-- How to complete this task --
Every line containing "SuggestionCategory" should be identified and copied from the data below.

***** Material provided

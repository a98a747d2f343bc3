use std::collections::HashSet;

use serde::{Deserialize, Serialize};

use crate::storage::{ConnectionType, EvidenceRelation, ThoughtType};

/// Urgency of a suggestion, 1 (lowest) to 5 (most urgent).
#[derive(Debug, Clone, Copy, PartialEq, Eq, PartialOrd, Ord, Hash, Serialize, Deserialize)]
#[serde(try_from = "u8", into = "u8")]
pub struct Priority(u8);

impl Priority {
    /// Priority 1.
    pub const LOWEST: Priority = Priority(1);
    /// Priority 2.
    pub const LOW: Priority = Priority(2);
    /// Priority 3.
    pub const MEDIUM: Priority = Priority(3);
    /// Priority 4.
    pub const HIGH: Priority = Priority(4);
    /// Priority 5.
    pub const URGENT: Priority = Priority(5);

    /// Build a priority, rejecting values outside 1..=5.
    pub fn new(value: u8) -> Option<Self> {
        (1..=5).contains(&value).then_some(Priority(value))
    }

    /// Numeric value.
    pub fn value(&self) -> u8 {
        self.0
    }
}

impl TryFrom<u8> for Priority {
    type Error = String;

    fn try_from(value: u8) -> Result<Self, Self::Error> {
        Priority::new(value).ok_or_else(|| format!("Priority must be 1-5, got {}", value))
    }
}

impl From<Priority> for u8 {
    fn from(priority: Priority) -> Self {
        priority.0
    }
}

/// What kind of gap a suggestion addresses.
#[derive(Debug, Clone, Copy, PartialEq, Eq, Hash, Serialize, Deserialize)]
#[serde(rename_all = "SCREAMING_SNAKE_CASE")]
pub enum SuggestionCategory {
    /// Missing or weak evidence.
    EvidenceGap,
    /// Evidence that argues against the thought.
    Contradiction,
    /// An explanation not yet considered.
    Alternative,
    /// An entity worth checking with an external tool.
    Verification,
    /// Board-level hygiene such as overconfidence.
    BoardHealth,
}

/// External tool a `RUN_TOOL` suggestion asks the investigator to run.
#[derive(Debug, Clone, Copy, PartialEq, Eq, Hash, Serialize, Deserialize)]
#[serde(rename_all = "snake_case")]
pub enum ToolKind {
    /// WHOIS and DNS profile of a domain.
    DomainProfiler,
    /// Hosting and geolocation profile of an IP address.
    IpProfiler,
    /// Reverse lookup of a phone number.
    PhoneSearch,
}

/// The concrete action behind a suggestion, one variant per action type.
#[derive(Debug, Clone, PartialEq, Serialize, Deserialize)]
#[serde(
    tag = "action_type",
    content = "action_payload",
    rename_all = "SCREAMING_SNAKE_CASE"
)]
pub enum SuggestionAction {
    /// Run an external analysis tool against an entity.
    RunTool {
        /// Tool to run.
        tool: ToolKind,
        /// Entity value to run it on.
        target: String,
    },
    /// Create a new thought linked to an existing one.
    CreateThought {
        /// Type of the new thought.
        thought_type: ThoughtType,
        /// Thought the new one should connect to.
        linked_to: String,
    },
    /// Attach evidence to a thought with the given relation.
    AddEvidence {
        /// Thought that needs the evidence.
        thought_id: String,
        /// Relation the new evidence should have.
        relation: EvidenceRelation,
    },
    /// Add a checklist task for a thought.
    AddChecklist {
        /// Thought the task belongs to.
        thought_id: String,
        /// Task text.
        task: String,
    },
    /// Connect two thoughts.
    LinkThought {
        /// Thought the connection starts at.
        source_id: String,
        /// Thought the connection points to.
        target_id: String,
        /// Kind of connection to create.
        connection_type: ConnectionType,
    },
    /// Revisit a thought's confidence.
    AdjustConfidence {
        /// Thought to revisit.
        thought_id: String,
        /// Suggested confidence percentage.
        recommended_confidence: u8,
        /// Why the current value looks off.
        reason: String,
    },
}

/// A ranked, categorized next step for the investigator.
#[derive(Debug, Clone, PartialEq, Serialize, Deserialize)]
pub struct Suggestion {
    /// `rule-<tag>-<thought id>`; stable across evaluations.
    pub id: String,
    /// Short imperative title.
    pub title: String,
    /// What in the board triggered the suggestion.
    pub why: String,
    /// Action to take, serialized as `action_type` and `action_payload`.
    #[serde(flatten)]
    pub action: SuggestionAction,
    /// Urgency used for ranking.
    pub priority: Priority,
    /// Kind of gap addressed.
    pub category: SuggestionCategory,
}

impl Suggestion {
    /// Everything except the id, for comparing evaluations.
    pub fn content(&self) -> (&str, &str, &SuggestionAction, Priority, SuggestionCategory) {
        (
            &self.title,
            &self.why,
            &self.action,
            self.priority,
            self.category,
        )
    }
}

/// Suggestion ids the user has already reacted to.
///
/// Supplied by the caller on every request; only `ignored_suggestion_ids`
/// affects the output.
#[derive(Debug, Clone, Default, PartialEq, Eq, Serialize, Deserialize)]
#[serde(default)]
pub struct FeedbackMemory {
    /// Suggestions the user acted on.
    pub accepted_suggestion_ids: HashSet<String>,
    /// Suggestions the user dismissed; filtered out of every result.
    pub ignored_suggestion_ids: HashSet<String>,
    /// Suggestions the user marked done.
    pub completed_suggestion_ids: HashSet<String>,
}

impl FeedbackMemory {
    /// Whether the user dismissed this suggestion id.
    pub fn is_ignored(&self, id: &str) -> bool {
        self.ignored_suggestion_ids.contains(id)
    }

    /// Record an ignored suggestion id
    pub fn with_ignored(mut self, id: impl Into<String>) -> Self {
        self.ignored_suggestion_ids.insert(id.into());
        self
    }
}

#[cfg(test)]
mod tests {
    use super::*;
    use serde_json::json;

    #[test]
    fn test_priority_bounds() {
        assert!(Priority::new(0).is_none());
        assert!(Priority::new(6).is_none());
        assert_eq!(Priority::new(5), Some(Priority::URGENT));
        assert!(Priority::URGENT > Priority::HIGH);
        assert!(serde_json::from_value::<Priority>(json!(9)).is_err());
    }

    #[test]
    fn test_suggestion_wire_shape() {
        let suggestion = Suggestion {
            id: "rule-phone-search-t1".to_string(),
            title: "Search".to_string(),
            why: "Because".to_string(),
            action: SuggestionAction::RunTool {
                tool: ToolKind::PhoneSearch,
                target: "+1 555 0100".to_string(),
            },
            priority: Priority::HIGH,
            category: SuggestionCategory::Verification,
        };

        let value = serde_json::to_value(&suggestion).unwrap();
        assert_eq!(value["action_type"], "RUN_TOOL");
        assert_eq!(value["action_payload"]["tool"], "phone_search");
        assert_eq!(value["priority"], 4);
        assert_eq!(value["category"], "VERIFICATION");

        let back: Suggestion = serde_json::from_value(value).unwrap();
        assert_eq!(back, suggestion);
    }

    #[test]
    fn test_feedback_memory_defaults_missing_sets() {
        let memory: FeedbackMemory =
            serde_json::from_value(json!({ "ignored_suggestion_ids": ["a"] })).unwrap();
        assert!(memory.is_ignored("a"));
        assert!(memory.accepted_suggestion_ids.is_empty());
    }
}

**********
***** Material provided

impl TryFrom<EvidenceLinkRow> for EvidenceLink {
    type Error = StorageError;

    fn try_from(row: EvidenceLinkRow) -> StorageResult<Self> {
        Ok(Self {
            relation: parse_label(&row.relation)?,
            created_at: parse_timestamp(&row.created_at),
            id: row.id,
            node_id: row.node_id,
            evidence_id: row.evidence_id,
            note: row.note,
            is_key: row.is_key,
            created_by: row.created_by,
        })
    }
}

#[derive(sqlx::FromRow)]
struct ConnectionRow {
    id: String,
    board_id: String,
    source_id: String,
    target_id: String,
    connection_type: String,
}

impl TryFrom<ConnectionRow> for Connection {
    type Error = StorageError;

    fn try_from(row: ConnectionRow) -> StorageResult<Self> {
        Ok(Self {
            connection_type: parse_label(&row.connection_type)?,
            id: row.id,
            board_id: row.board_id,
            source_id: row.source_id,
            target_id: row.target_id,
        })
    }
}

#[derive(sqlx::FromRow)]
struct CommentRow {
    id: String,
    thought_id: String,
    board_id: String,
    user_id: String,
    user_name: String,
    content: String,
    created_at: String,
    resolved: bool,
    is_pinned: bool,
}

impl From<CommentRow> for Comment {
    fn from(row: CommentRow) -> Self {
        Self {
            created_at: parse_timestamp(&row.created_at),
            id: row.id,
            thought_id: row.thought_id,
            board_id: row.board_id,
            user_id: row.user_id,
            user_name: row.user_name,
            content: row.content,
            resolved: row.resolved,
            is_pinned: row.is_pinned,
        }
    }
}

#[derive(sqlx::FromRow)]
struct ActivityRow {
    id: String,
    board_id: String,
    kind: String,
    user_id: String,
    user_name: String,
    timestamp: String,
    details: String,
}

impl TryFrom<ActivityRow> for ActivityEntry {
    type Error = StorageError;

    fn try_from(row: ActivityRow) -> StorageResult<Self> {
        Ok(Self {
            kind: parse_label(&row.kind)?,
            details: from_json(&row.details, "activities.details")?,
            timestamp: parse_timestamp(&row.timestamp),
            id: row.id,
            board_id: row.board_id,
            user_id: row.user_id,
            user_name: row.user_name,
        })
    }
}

**********

-- Worked solution --
pub enum SuggestionCategory {
    pub category: SuggestionCategory,
    pub fn content(&self) -> (&str, &str, &SuggestionAction, Priority, SuggestionCategory) {
            category: SuggestionCategory::Verification,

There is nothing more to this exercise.